In contrast, oropharyngeal cultures from nonexpectorating children were not collected in this study, because we have previously shown these specimens lacked sensitivity and predictive accuracy for identifying lower respiratory infection (21, 42). Reviewing the microbiology database for 138 CF clinic infants and young children recruited between 1992 and 1999 who underwent annual bronchial lavage and every-3-month oropharyngeal cultures, P. aeruginosa was identified in lower respiratory secretions from 27 patients. The epidemic strain was present in eight children, all of whom had persistent respiratory symptoms. Just three of these young patients had the epidemic strain detected in oropharyngeal cultures and only one survived. A further 16 asymptomatic infants had exclusive and transient colonization of their upper airways by sporadic, nonmucoid strains of P. aeruginosa (21). Thus, it is very unlikely that asymptomatic, nonexpectorating patients with CF were acting as a silent reservoir of the epidemic strain. Although performing serial bronchoscopies and taking bronchial lavage cultures from all 172 non–sputum producing patients with CF in the clinic might have detected early infection by the epidemic strain, this could not be justified given the low probability of detecting P. aeruginosa in asymptomatic infants and children with CF (21, 42). In light of this experience and consistent with clinical practice in other major Australian pediatric CF clinics, we relied on sputum microbiology, reserving bronchial lavage for unwell, nonexpectorating patients who failed empiric antibiotic therapy directed at S. aureus and Haemophilus influenzae.
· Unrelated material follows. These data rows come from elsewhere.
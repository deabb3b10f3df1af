// Copyright 2025 the Understory Authors
// SPDX-License-Identifier: Apache-2.0 OR MIT

//! The rect stream: every leaf, split, and divider of a tree placed in a canvas rect.
//!
//! [`Layout::compute`] walks the tree once, recursively partitioning the canvas with
//! [`compute_child_rects`](crate::partition::compute_child_rects) semantics. The result is
//! plain data that decorations, hit testing, and the compositor all consume.
//!
//! A [`Preview`] substitutes live factors for one split without touching the tree;
//! this is how an in-progress drag is drawn.

use alloc::vec::Vec;

use kurbo::{Point, Rect};

use crate::error::LayoutError;
use crate::partition::{checked_factors, partition_at};
use crate::tree::{Node, check_weight};
use crate::types::{NodePath, SlotFlags, SlotId, SplitAxis, SplitId};

/// Placement of one leaf.
#[derive(Clone, Debug, PartialEq)]
pub struct LeafPlacement {
    /// Slot held by the leaf.
    pub slot: SlotId,
    /// Path of the leaf from the root.
    pub path: NodePath,
    /// Rect assigned to the leaf.
    pub rect: Rect,
    /// Decoration state.
    pub flags: SlotFlags,
}

/// Placement of one row or column.
#[derive(Clone, Debug, PartialEq)]
pub struct SplitPlacement {
    /// Split identity.
    pub id: SplitId,
    /// Path of the split from the root.
    pub path: NodePath,
    /// Axis the split divides along.
    pub axis: SplitAxis,
    /// Rect assigned to the split.
    pub rect: Rect,
    /// Factors used for this pass (live factors when previewed).
    pub factors: Vec<f64>,
}

/// A boundary between two adjacent children of a split.
#[derive(Clone, Debug, PartialEq)]
pub struct DividerPlacement {
    /// Owning split.
    pub split: SplitId,
    /// Path of the owning split.
    pub path: NodePath,
    /// Boundary index: the divider sits after child `boundary`.
    pub boundary: usize,
    /// Axis of the owning split.
    pub axis: SplitAxis,
    /// Absolute coordinate of the divider along `axis`.
    pub offset: f64,
    /// Zero-thickness line spanning the split's cross axis.
    pub line: Rect,
}

impl DividerPlacement {
    fn distance(&self, pt: Point) -> Option<f64> {
        let (lo, hi) = match self.axis {
            SplitAxis::Vertical => (self.line.x0, self.line.x1),
            SplitAxis::Horizontal => (self.line.y0, self.line.y1),
        };
        let cross = match self.axis {
            SplitAxis::Vertical => pt.x,
            SplitAxis::Horizontal => pt.y,
        };
        if cross < lo || cross > hi {
            return None;
        }
        let along = self.axis.coordinate(pt);
        Some(if along > self.offset {
            along - self.offset
        } else {
            self.offset - along
        })
    }
}

/// Live factors substituted for one split during a layout pass.
#[derive(Clone, Copy, Debug, PartialEq)]
pub struct Preview<'a> {
    /// Split whose factors are overridden.
    pub split: SplitId,
    /// Replacement factors, one per child.
    pub factors: &'a [f64],
}

/// Result of laying out a tree in a rect.
#[derive(Clone, Debug, Default, PartialEq)]
pub struct Layout {
    bounds: Rect,
    leaves: Vec<LeafPlacement>,
    splits: Vec<SplitPlacement>,
    dividers: Vec<DividerPlacement>,
}

impl Layout {
    /// Lay out `root` in `rect` using its committed weights.
    pub fn compute<I>(root: &Node<I>, rect: Rect) -> Result<Self, LayoutError> {
        Self::compute_with_preview(root, rect, None)
    }

    /// Lay out `root` in `rect`, substituting `preview` factors for one split.
    ///
    /// A preview naming a split that is not in the tree is ignored.
    pub fn compute_with_preview<I>(
        root: &Node<I>,
        rect: Rect,
        preview: Option<Preview<'_>>,
    ) -> Result<Self, LayoutError> {
        check_weight(root.weight(), NodePath::root)?;
        let mut layout = Self {
            bounds: rect,
            ..Self::default()
        };
        layout.visit(root, rect, NodePath::root(), preview.as_ref())?;
        Ok(layout)
    }

    fn visit<I>(
        &mut self,
        node: &Node<I>,
        rect: Rect,
        path: NodePath,
        preview: Option<&Preview<'_>>,
    ) -> Result<(), LayoutError> {
        let (split, axis) = match (node, node.split(), node.axis()) {
            (Node::Leaf(leaf), _, _) => {
                let slot = leaf.slot();
                let mut flags = SlotFlags::empty();
                flags.set(SlotFlags::HAS_IMAGE, slot.has_image());
                self.leaves.push(LeafPlacement {
                    slot: slot.id(),
                    path,
                    rect,
                    flags,
                });
                return Ok(());
            }
            (_, Some(split), Some(axis)) => (split, axis),
            _ => return Ok(()),
        };

        let factors = match preview.filter(|p| p.split == split.id()) {
            Some(p) => {
                if p.factors.len() != split.children().len() {
                    return Err(LayoutError::WeightCountMismatch {
                        expected: split.children().len(),
                        found: p.factors.len(),
                    });
                }
                p.factors.to_vec()
            }
            None => checked_factors(split, &path)?,
        };
        let rects = partition_at(axis, &factors, rect, &path)?;

        for (boundary, r) in rects.iter().take(rects.len() - 1).enumerate() {
            let (_, offset) = axis.span(*r);
            self.dividers.push(DividerPlacement {
                split: split.id(),
                path: path.clone(),
                boundary,
                axis,
                offset,
                line: axis.with_span(rect, offset, offset),
            });
        }
        self.splits.push(SplitPlacement {
            id: split.id(),
            path: path.clone(),
            axis,
            rect,
            factors,
        });
        for (i, (child, r)) in split.children().iter().zip(rects).enumerate() {
            self.visit(child, r, path.child(i), preview)?;
        }
        Ok(())
    }

    /// Canvas rect the layout was computed for.
    pub fn bounds(&self) -> Rect {
        self.bounds
    }

    /// Leaves in depth-first order.
    pub fn leaves(&self) -> &[LeafPlacement] {
        &self.leaves
    }

    /// Splits in pre-order.
    pub fn splits(&self) -> &[SplitPlacement] {
        &self.splits
    }

    /// Dividers, parents before children.
    pub fn dividers(&self) -> &[DividerPlacement] {
        &self.dividers
    }

    /// Placement of the leaf holding `slot`.
    pub fn leaf(&self, slot: SlotId) -> Option<&LeafPlacement> {
        self.leaves.iter().find(|l| l.slot == slot)
    }

    /// Placement of the split `id`.
    pub fn split(&self, id: SplitId) -> Option<&SplitPlacement> {
        self.splits.iter().find(|s| s.id == id)
    }

    /// The leaf whose rect contains `pt`.
    pub fn leaf_at(&self, pt: Point) -> Option<&LeafPlacement> {
        self.leaves.iter().find(|l| l.rect.contains(pt))
    }

    /// The divider nearest to `pt` within `slop` along its axis.
    ///
    /// Ties go to the deeper divider, which is drawn on top.
    pub fn divider_at(&self, pt: Point, slop: f64) -> Option<&DividerPlacement> {
        let mut best: Option<(&DividerPlacement, f64)> = None;
        for d in &self.dividers {
            let Some(dist) = d.distance(pt) else {
                continue;
            };
            if dist > slop {
                continue;
            }
            let better = match best {
                None => true,
                Some((b, bd)) => dist < bd || (dist == bd && d.path.depth() > b.path.depth()),
            };
            if better {
                best = Some((d, dist));
            }
        }
        best.map(|(d, _)| d)
    }

    /// Add `flags` to the leaf holding `slot`. Returns `false` if the slot is not laid out.
    pub fn mark(&mut self, slot: SlotId, flags: SlotFlags) -> bool {
        match self.leaves.iter_mut().find(|l| l.slot == slot) {
            Some(l) => {
                l.flags |= flags;
                true
            }
            None => false,
        }
    }
}

#[cfg(test)]
mod tests {
    use super::*;
    use crate::error::InvalidTree;
    use crate::tree::Slot;
    use crate::types::Color;
    use alloc::vec;

    fn nested() -> Node<u8> {
        // Row[Column[a, b], c]
        Node::row(
            1.0,
            [
                Node::column(1.0, [Node::empty(1.0, Color::RED), Node::empty(1.0, Color::BLUE)]),
                Node::empty(1.0, Color::GREEN),
            ],
        )
    }

    #[test]
    fn nested_tree_places_every_leaf() {
        let tree = nested();
        let layout = Layout::compute(&tree, Rect::new(0.0, 0.0, 200.0, 100.0)).unwrap();
        let rects: Vec<_> = layout.leaves().iter().map(|l| l.rect).collect();
        assert_eq!(
            rects,
            vec![
                Rect::new(0.0, 0.0, 100.0, 50.0),
                Rect::new(100.0, 0.0, 200.0, 50.0),
                Rect::new(0.0, 50.0, 200.0, 100.0),
            ]
        );
        for slot in tree.slots() {
            assert!(layout.leaf(slot.id()).is_some(), "{} not laid out", slot.id());
        }
        assert_eq!(layout.splits().len(), 2);
        assert_eq!(layout.dividers().len(), 2);
        assert_eq!(layout.dividers()[0].offset, 50.0);
        assert_eq!(layout.dividers()[0].line, Rect::new(0.0, 50.0, 200.0, 50.0));
        assert_eq!(layout.dividers()[1].offset, 100.0);
        assert_eq!(layout.dividers()[1].line, Rect::new(100.0, 0.0, 100.0, 50.0));
    }

    #[test]
    fn preview_overrides_one_split() {
        let tree = Node::<u8>::row(1.0, [Node::empty(1.0, Color::RED), Node::empty(1.0, Color::BLUE)]);
        let id = tree.split_id().unwrap();
        let r = Rect::new(0.0, 0.0, 200.0, 100.0);
        let layout = Layout::compute_with_preview(
            &tree,
            r,
            Some(Preview {
                split: id,
                factors: &[1.5, 2.0],
            }),
        )
        .unwrap();
        assert_eq!(layout.leaves()[0].rect, Rect::new(0.0, 0.0, 200.0, 75.0));
        assert_eq!(layout.split(id).unwrap().factors, vec![1.5, 2.0]);
        // The tree itself is untouched.
        assert_eq!(tree.factors(), vec![1.0, 2.0]);

        let wrong = Layout::compute_with_preview(
            &tree,
            r,
            Some(Preview {
                split: id,
                factors: &[1.0],
            }),
        );
        assert_eq!(
            wrong,
            Err(LayoutError::WeightCountMismatch {
                expected: 2,
                found: 1
            })
        );
    }

    #[test]
    fn hit_testing_prefers_closest_then_deepest_divider() {
        let tree = nested();
        let layout = Layout::compute(&tree, Rect::new(0.0, 0.0, 200.0, 100.0)).unwrap();

        let d = layout.divider_at(Point::new(20.0, 52.0), 4.0).unwrap();
        assert_eq!(d.path, NodePath::root());
        let d = layout.divider_at(Point::new(98.0, 20.0), 4.0).unwrap();
        assert_eq!(d.path, NodePath::from(vec![0]));
        // The column divider ends at the row divider; at the junction both are 0 away.
        let d = layout.divider_at(Point::new(100.0, 50.0), 4.0).unwrap();
        assert_eq!(d.path, NodePath::from(vec![0]));
        assert!(layout.divider_at(Point::new(20.0, 20.0), 4.0).is_none());
        // The column divider does not extend into the bottom leaf.
        assert!(layout.divider_at(Point::new(100.0, 80.0), 4.0).is_none());

        let ids: Vec<_> = tree.slots().map(Slot::id).collect();
        assert_eq!(layout.leaf_at(Point::new(150.0, 10.0)).map(|l| l.slot), Some(ids[1]));
        assert_eq!(layout.leaf_at(Point::new(150.0, 60.0)).map(|l| l.slot), Some(ids[2]));
        assert!(layout.leaf_at(Point::new(-1.0, 10.0)).is_none());
    }

    #[test]
    fn flags_reflect_content_and_marks() {
        let mut tree = nested();
        let ids: Vec<_> = tree.slots().map(Slot::id).collect();
        tree.assign(ids[0], 1);
        let mut layout = Layout::compute(&tree, Rect::new(0.0, 0.0, 10.0, 10.0)).unwrap();
        assert_eq!(layout.leaves()[0].flags, SlotFlags::HAS_IMAGE);
        assert!(layout.mark(ids[2], SlotFlags::AWAITING_IMAGE));
        assert_eq!(layout.leaf(ids[2]).unwrap().flags, SlotFlags::AWAITING_IMAGE);
        assert!(!layout.mark(SlotId::fresh(), SlotFlags::AWAITING_IMAGE));
    }

    #[test]
    fn root_weight_is_checked() {
        let tree = Node::<u8>::row(0.0, [Node::empty(1.0, Color::RED)]);
        assert_eq!(
            Layout::compute(&tree, Rect::new(0.0, 0.0, 10.0, 10.0)),
            Err(LayoutError::InvalidTree(InvalidTree::NonPositiveWeight {
                path: NodePath::root(),
                weight: 0.0,
            }))
        );
        let leaf = Node::<u8>::empty(f64::NAN, Color::RED);
        assert!(Layout::compute(&leaf, Rect::new(0.0, 0.0, 10.0, 10.0)).is_err());
    }
}
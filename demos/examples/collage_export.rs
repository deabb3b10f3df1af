// Copyright 2025 the Understory Authors
// SPDX-License-Identifier: Apache-2.0 OR MIT

//! Editing session and export.
//!
//! Starts a session on the "Split left" preset, fills two slots with generated
//! gradients, drags a divider, and writes the export as a PNG in the system temp
//! directory. The export runs on a background thread.
//!
//! Run:
//! - `RUST_LOG=info cargo run -p understory_examples --example collage_export`

use std::env;
use std::fs;

use image::{Rgba, RgbaImage};
use kurbo::{Point, Size};
use tracing_subscriber::EnvFilter;
use understory_collage::{PresetLibrary, Slot};
use understory_collage_compositor::{RasterImage, encode_png};
use understory_collage_editor::{AspectRatio, EditorConfig, PointerResponse, Session};

fn gradient(width: u32, height: u32, tint: [u8; 3]) -> RasterImage {
    let img = RgbaImage::from_fn(width, height, |x, y| {
        #[allow(clippy::cast_possible_truncation, reason = "scaled into 0..=255")]
        let t = ((x + y) * 255 / (width + height - 2).max(1)) as u8;
        Rgba([
            tint[0].saturating_add(t / 2),
            tint[1].saturating_add(t / 3),
            tint[2].saturating_add(t / 4),
            255,
        ])
    });
    RasterImage::new(img)
}

fn main() {
    tracing_subscriber::fmt()
        .with_env_filter(EnvFilter::from_default_env())
        .init();

    let presets = PresetLibrary::builtin();
    let Some(preset) = presets.find("Split left") else {
        return;
    };
    let config = EditorConfig {
        ratio: AspectRatio::ThreeFive,
        ..EditorConfig::default()
    };
    let mut session: Session<RasterImage> = Session::start(preset, config);
    session.set_canvas(Size::new(360.0, 600.0));
    println!("canvas {:?} ratio {}", session.canvas(), session.ratio());

    let ids: Vec<_> = session.tree().slots().map(Slot::id).collect();
    if let Some(&first) = ids.first() {
        session.assign(first, gradient(640, 480, [40, 60, 120]));
    }
    if let Some(&last) = ids.last() {
        session.assign(last, gradient(300, 900, [120, 40, 20]));
    }

    // Grab the first divider the layout reports and pull it a little.
    let divider = session
        .layout()
        .ok()
        .and_then(|l| l.dividers().first().map(|d| d.line.center()));
    if let Some(at) = divider {
        match session.pointer_down(at) {
            Ok(PointerResponse::ResizeStarted(target)) => {
                let to = Point::new(at.x + 30.0, at.y + 30.0);
                let _ = session.pointer_move(to);
                match session.pointer_up(to) {
                    Ok(outcome) => println!("drag {target:?}: {outcome:?}"),
                    Err(e) => eprintln!("drag failed: {e}"),
                }
            }
            Ok(other) => println!("pointer landed on {other:?}"),
            Err(e) => eprintln!("pointer failed: {e}"),
        }
    }

    let (w, h) = session.export_dimensions();
    println!("exporting {w}x{h}");
    let image = match session.export_in_background().and_then(|job| Ok(job.wait()?)) {
        Ok(image) => image,
        Err(e) => {
            eprintln!("export failed: {e}");
            return;
        }
    };
    let path = env::temp_dir().join("understory_collage_export.png");
    match encode_png(&image).map(|png| fs::write(&path, png)) {
        Ok(Ok(())) => println!("wrote {}", path.display()),
        Ok(Err(e)) => eprintln!("write failed: {e}"),
        Err(e) => eprintln!("encode failed: {e}"),
    }
}
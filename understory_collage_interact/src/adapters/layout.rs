// Copyright 2025 the Understory Authors
// SPDX-License-Identifier: Apache-2.0 OR MIT

//! Adapter helpers for Understory Collage layouts.
//!
//! ## Feature
//!
//! Enable with `layout_adapter` (on by default).
//!
//! ## Notes
//!
//! These helpers turn a pointer position into something the resize controller or the
//! selection state can act on. A divider within `slop` of the pointer wins over the
//! slot beneath it, since dividers are drawn over their neighbors.

use kurbo::Point;
use understory_collage::{Layout, SlotId};

use crate::resize::ResizeTarget;

/// What a pointer-down landed on.
#[derive(Copy, Clone, Debug, PartialEq, Eq)]
pub enum PointerTarget {
    /// A divider; start a resize.
    Boundary(ResizeTarget),
    /// A slot; select it.
    Slot(SlotId),
}

/// The divider under `pt`, as a resize target.
pub fn resize_target_at(layout: &Layout, pt: Point, slop: f64) -> Option<ResizeTarget> {
    layout.divider_at(pt, slop).map(|d| ResizeTarget {
        split: d.split,
        boundary: d.boundary,
    })
}

/// The slot under `pt`.
pub fn slot_at(layout: &Layout, pt: Point) -> Option<SlotId> {
    layout.leaf_at(pt).map(|l| l.slot)
}

/// Resolve a pointer-down. Returns `None` outside the layout.
pub fn resolve_pointer(layout: &Layout, pt: Point, slop: f64) -> Option<PointerTarget> {
    resize_target_at(layout, pt, slop)
        .map(PointerTarget::Boundary)
        .or_else(|| slot_at(layout, pt).map(PointerTarget::Slot))
}
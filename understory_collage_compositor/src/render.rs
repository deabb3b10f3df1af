// Copyright 2025 the Understory Authors
// SPDX-License-Identifier: Apache-2.0 OR MIT

//! Rasterizing a tree into an RGBA canvas.
//!
//! Rendering is a single pass over a [`Layout`]:
//!
//! 1) The layout bounds are filled with the background color.
//! 2) Each leaf rect is rounded to whole pixels. Adjacent leaves round shared edges the same
//!    way, so the canvas is tiled without gaps or double coverage.
//! 3) Empty slots are filled with their placeholder. Image slots are scaled to cover the
//!    leaf (`scale = max(w / iw, h / ih)`), centered, and clipped to it.
//! 4) Dividers, if enabled, are blended over the boundaries.
//!
//! Interactive previews, thumbnails, and exports all go through this same pass; only
//! the rect and [`RenderOptions`] differ.

use image::imageops::{self, FilterType};
use image::{Pixel, Rgba, RgbaImage};
use kurbo::Rect;
use tracing::{debug, warn};
use understory_collage::{Color, Layout, Node, SlotContent, SlotId, SplitAxis};

use crate::error::CompositeError;
use crate::export::CancelToken;
use crate::raster::SlotImage;

/// How dividers are drawn over boundaries.
#[derive(Copy, Clone, Debug, PartialEq)]
pub struct DividerStyle {
    /// Divider color; its alpha blends over the slots.
    pub color: Color,
    /// Thickness in pixels, centered on the boundary.
    pub thickness: f64,
}

/// Options for one render pass.
#[derive(Copy, Clone, Debug, PartialEq)]
pub struct RenderOptions {
    /// Fill behind the slots.
    pub background: Color,
    /// Divider style, or `None` to draw no dividers.
    pub dividers: Option<DividerStyle>,
    /// Resampling filter for image slots.
    pub filter: FilterType,
}

impl Default for RenderOptions {
    fn default() -> Self {
        Self {
            background: Color::WHITE,
            dividers: None,
            filter: FilterType::Triangle,
        }
    }
}

/// Output of [`render`].
#[derive(Clone, Debug)]
pub struct Composite {
    /// The rendered pixels.
    pub image: RgbaImage,
    /// The layout that was drawn.
    pub layout: Layout,
    /// Image slots that could not be rasterized and show their placeholder instead.
    pub fallbacks: Vec<SlotId>,
}

/// Largest canvas, in pixels, that rendering will allocate (1 GiB of RGBA).
pub const MAX_CANVAS_PIXELS: u64 = 1 << 28;

/// Allocate a transparent `width` x `height` canvas.
///
/// Fails with [`CompositeError::EmptyCanvas`] for a zero dimension and with
/// [`CompositeError::CanvasTooLarge`] when the buffer would exceed
/// [`MAX_CANVAS_PIXELS`] or not fit in memory.
pub fn new_canvas(width: u32, height: u32) -> Result<RgbaImage, CompositeError> {
    if width == 0 || height == 0 {
        return Err(CompositeError::EmptyCanvas { width, height });
    }
    let pixels = u64::from(width) * u64::from(height);
    let fits = pixels <= MAX_CANVAS_PIXELS
        && pixels
            .checked_mul(4)
            .is_some_and(|bytes| usize::try_from(bytes).is_ok());
    if !fits {
        return Err(CompositeError::CanvasTooLarge { width, height });
    }
    Ok(RgbaImage::new(width, height))
}

/// Render `root` into a new `width` x `height` canvas.
pub fn render<I: SlotImage>(
    root: &Node<I>,
    width: u32,
    height: u32,
    options: &RenderOptions,
) -> Result<Composite, CompositeError> {
    render_cancellable(root, width, height, options, None)
}

pub(crate) fn render_cancellable<I: SlotImage>(
    root: &Node<I>,
    width: u32,
    height: u32,
    options: &RenderOptions,
    cancel: Option<&CancelToken>,
) -> Result<Composite, CompositeError> {
    let mut image = new_canvas(width, height)?;
    let bounds = Rect::new(0.0, 0.0, f64::from(width), f64::from(height));
    let layout = Layout::compute(root, bounds)?;
    let fallbacks = render_layout(root, &layout, &mut image, options, cancel)?;
    Ok(Composite {
        image,
        layout,
        fallbacks,
    })
}

/// Render `root` into the `rect` region of an existing canvas.
///
/// Pixels outside `rect` are left alone. Returns the layout that was drawn and the
/// fallback slots.
pub fn render_into<I: SlotImage>(
    root: &Node<I>,
    rect: Rect,
    canvas: &mut RgbaImage,
    options: &RenderOptions,
) -> Result<(Layout, Vec<SlotId>), CompositeError> {
    let layout = Layout::compute(root, rect)?;
    let fallbacks = render_layout(root, &layout, canvas, options, None)?;
    Ok((layout, fallbacks))
}

/// Render a precomputed layout of `root`, such as a drag preview.
///
/// `cancel` is checked before each leaf. Leaves whose slot is missing from `root` are
/// skipped.
pub fn render_layout<I: SlotImage>(
    root: &Node<I>,
    layout: &Layout,
    canvas: &mut RgbaImage,
    options: &RenderOptions,
    cancel: Option<&CancelToken>,
) -> Result<Vec<SlotId>, CompositeError> {
    let size = (canvas.width(), canvas.height());
    fill(canvas, pixel_span(layout.bounds(), size), options.background);

    let mut fallbacks = Vec::new();
    for leaf in layout.leaves() {
        if cancel.is_some_and(CancelToken::is_cancelled) {
            return Err(CompositeError::Cancelled);
        }
        let span = pixel_span(leaf.rect, size);
        if span.is_empty() {
            continue;
        }
        let Some(slot) = root.find_slot(leaf.slot) else {
            warn!(slot = %leaf.slot, "layout leaf not found in tree; skipped");
            continue;
        };
        match slot.content() {
            SlotContent::Empty(color) => fill(canvas, span, color),
            SlotContent::Image(img) => {
                if let Err(error) = draw_cover(canvas, span, img, options.filter) {
                    warn!(slot = %slot.id(), %error, "slot image fell back to placeholder");
                    fill(canvas, span, slot.placeholder());
                    fallbacks.push(slot.id());
                }
            }
        }
    }

    if let Some(style) = options.dividers {
        for d in layout.dividers() {
            let band = divider_band(d.axis, d.line, d.offset, style.thickness);
            fill(canvas, pixel_span(band, size), style.color);
        }
    }
    debug!(
        leaves = layout.leaves().len(),
        fallbacks = fallbacks.len(),
        "rendered layout"
    );
    Ok(fallbacks)
}

/// Half-open pixel rectangle `[x0, x1) x [y0, y1)`.
#[derive(Copy, Clone, Debug, PartialEq, Eq)]
pub(crate) struct PixelSpan {
    pub(crate) x0: u32,
    pub(crate) y0: u32,
    pub(crate) x1: u32,
    pub(crate) y1: u32,
}

impl PixelSpan {
    fn is_empty(self) -> bool {
        self.x1 <= self.x0 || self.y1 <= self.y0
    }

    fn width(self) -> u32 {
        self.x1 - self.x0
    }

    fn height(self) -> u32 {
        self.y1 - self.y0
    }
}

/// Round `rect` to whole pixels and clip it to a canvas of `size`.
#[allow(
    clippy::cast_possible_truncation,
    reason = "values are rounded and clamped to the canvas size, which fits in u32"
)]
pub(crate) fn pixel_span(rect: Rect, size: (u32, u32)) -> PixelSpan {
    let r = rect.round();
    let clamp = |v: f64, max: u32| v.clamp(0.0, f64::from(max)) as u32;
    PixelSpan {
        x0: clamp(r.x0, size.0),
        y0: clamp(r.y0, size.1),
        x1: clamp(r.x1, size.0),
        y1: clamp(r.y1, size.1),
    }
}

fn fill(canvas: &mut RgbaImage, span: PixelSpan, color: Color) {
    if span.is_empty() {
        return;
    }
    let px = Rgba(color.to_array());
    let opaque = color.a == u8::MAX;
    for y in span.y0..span.y1 {
        for x in span.x0..span.x1 {
            let dst = canvas.get_pixel_mut(x, y);
            if opaque {
                *dst = px;
            } else {
                dst.blend(&px);
            }
        }
    }
}

/// Scale `img` to cover `span`, center it, and draw the overlapping part.
#[allow(
    clippy::cast_possible_truncation,
    reason = "source crop sizes are rounded and clamped to the source dimensions"
)]
fn draw_cover<I: SlotImage>(
    canvas: &mut RgbaImage,
    span: PixelSpan,
    img: &I,
    filter: FilterType,
) -> Result<(), CompositeError> {
    let src = img.rasterize()?;
    let (iw, ih) = src.dimensions();
    if iw == 0 || ih == 0 {
        return Err(CompositeError::EmptyImage);
    }
    let (w, h) = (span.width(), span.height());
    let scale = (f64::from(w) / f64::from(iw)).max(f64::from(h) / f64::from(ih));

    // Region of the source that lands inside the leaf after scaling.
    let crop_w = (f64::from(w) / scale).round().clamp(1.0, f64::from(iw)) as u32;
    let crop_h = (f64::from(h) / scale).round().clamp(1.0, f64::from(ih)) as u32;
    let cx = (iw - crop_w) / 2;
    let cy = (ih - crop_h) / 2;

    let cropped = imageops::crop_imm(&*src, cx, cy, crop_w, crop_h).to_image();
    let fitted = if (crop_w, crop_h) == (w, h) {
        cropped
    } else {
        imageops::resize(&cropped, w, h, filter)
    };
    imageops::overlay(canvas, &fitted, i64::from(span.x0), i64::from(span.y0));
    Ok(())
}

/// Axis-aligned thickness band for a divider; exposed for decorations drawn by hosts.
pub fn divider_band(axis: SplitAxis, line: Rect, offset: f64, thickness: f64) -> Rect {
    let half = thickness / 2.0;
    axis.with_span(line, offset - half, offset + half)
}
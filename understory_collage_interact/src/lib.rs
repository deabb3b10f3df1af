// Copyright 2025 the Understory Authors
// SPDX-License-Identifier: Apache-2.0 OR MIT

// After you edit the crate's doc comment, run this command, then check README.md for any missing links
// cargo rdme --workspace-project=understory_collage_interact --heading-base-level=0

//! Understory Collage Interact: divider dragging and slot selection.
//!
//! ## Overview
//!
//! This crate turns pointer input into edits of an Understory Collage tree.
//! It does not recognize gestures. Feed it begin/update/end events (or raw points
//! resolved with the layout adapter) and it maintains a live preview and commits
//! the result as new child weights.
//!
//! ## Resizing
//!
//! [`ResizeController`](crate::resize::ResizeController) is a two-state machine, `Idle` and `Dragging`.
//! While dragging, only an in-memory factor vector for the dragged split changes; the tree is
//! written once, on release, and only if every resulting weight is positive. Otherwise the
//! drag reverts and reports a [`DegenerateResize`](crate::resize::DegenerateResize).
//!
//! Boundary travel is bounded by a [`ClampPolicy`](crate::resize::ClampPolicy). `Tight`
//! (the default) keeps a boundary between its neighbors' starting positions; `Loose` lets it
//! roam the whole split and relies on the commit check.
//!
//! ## Selection
//!
//! [`SelectionState`](crate::selection::SelectionState) tracks the one slot waiting for an image.
//!
//! ## Pointer resolution
//!
//! With the `layout_adapter` feature (default), [`adapters::layout::resolve_pointer`] maps a
//! point to either a divider or a slot of a computed `Layout`.
//!
//! ## Logging
//!
//! Drag begin and selection changes are logged at `debug`, drag updates at `trace`,
//! commits at `info`, and reverted commits at `warn`, all through `tracing`.

pub mod adapters;
pub mod resize;
pub mod selection;

pub use resize::{
    ClampPolicy, DegenerateResize, DragSession, ResizeController, ResizeError, ResizeOutcome,
    ResizeState, ResizeTarget, RevertReason,
};
pub use selection::{SelectionEvent, SelectionState};
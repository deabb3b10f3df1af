// Copyright 2025 the Understory Authors
// SPDX-License-Identifier: Apache-2.0 OR MIT

//! Adapters to integrate with other Understory crates.
//!
//! Enabled via feature flags to keep the core small.

#[cfg(feature = "layout_adapter")]
pub mod layout;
In summary, at a time when the prevalence of children harboring a single clonal strain of P. aeruginosa within the CF clinic was 21% and in the range that maximizes epidemic spread (43), introduction of strict infection control policies and cohort segregation was followed by significantly reduced numbers of patients sharing this common strain. Although the epidemic isolates were mainly mucoid and had increased antibiotic resistance, these phenotypic features were highly variable and could not reliably discriminate between strains. Instead genotypic-based surveillance helped determine patient grouping for infection control. Given the difficulties of cohort segregation for large clinics with transmissible strains and the challenges of sampling from coinfected patients, further studies are needed to determine if cross-infection can be reliably controlled. Additional data are also needed to learn whether the Melbourne epidemic strain is associated with a worse prognosis.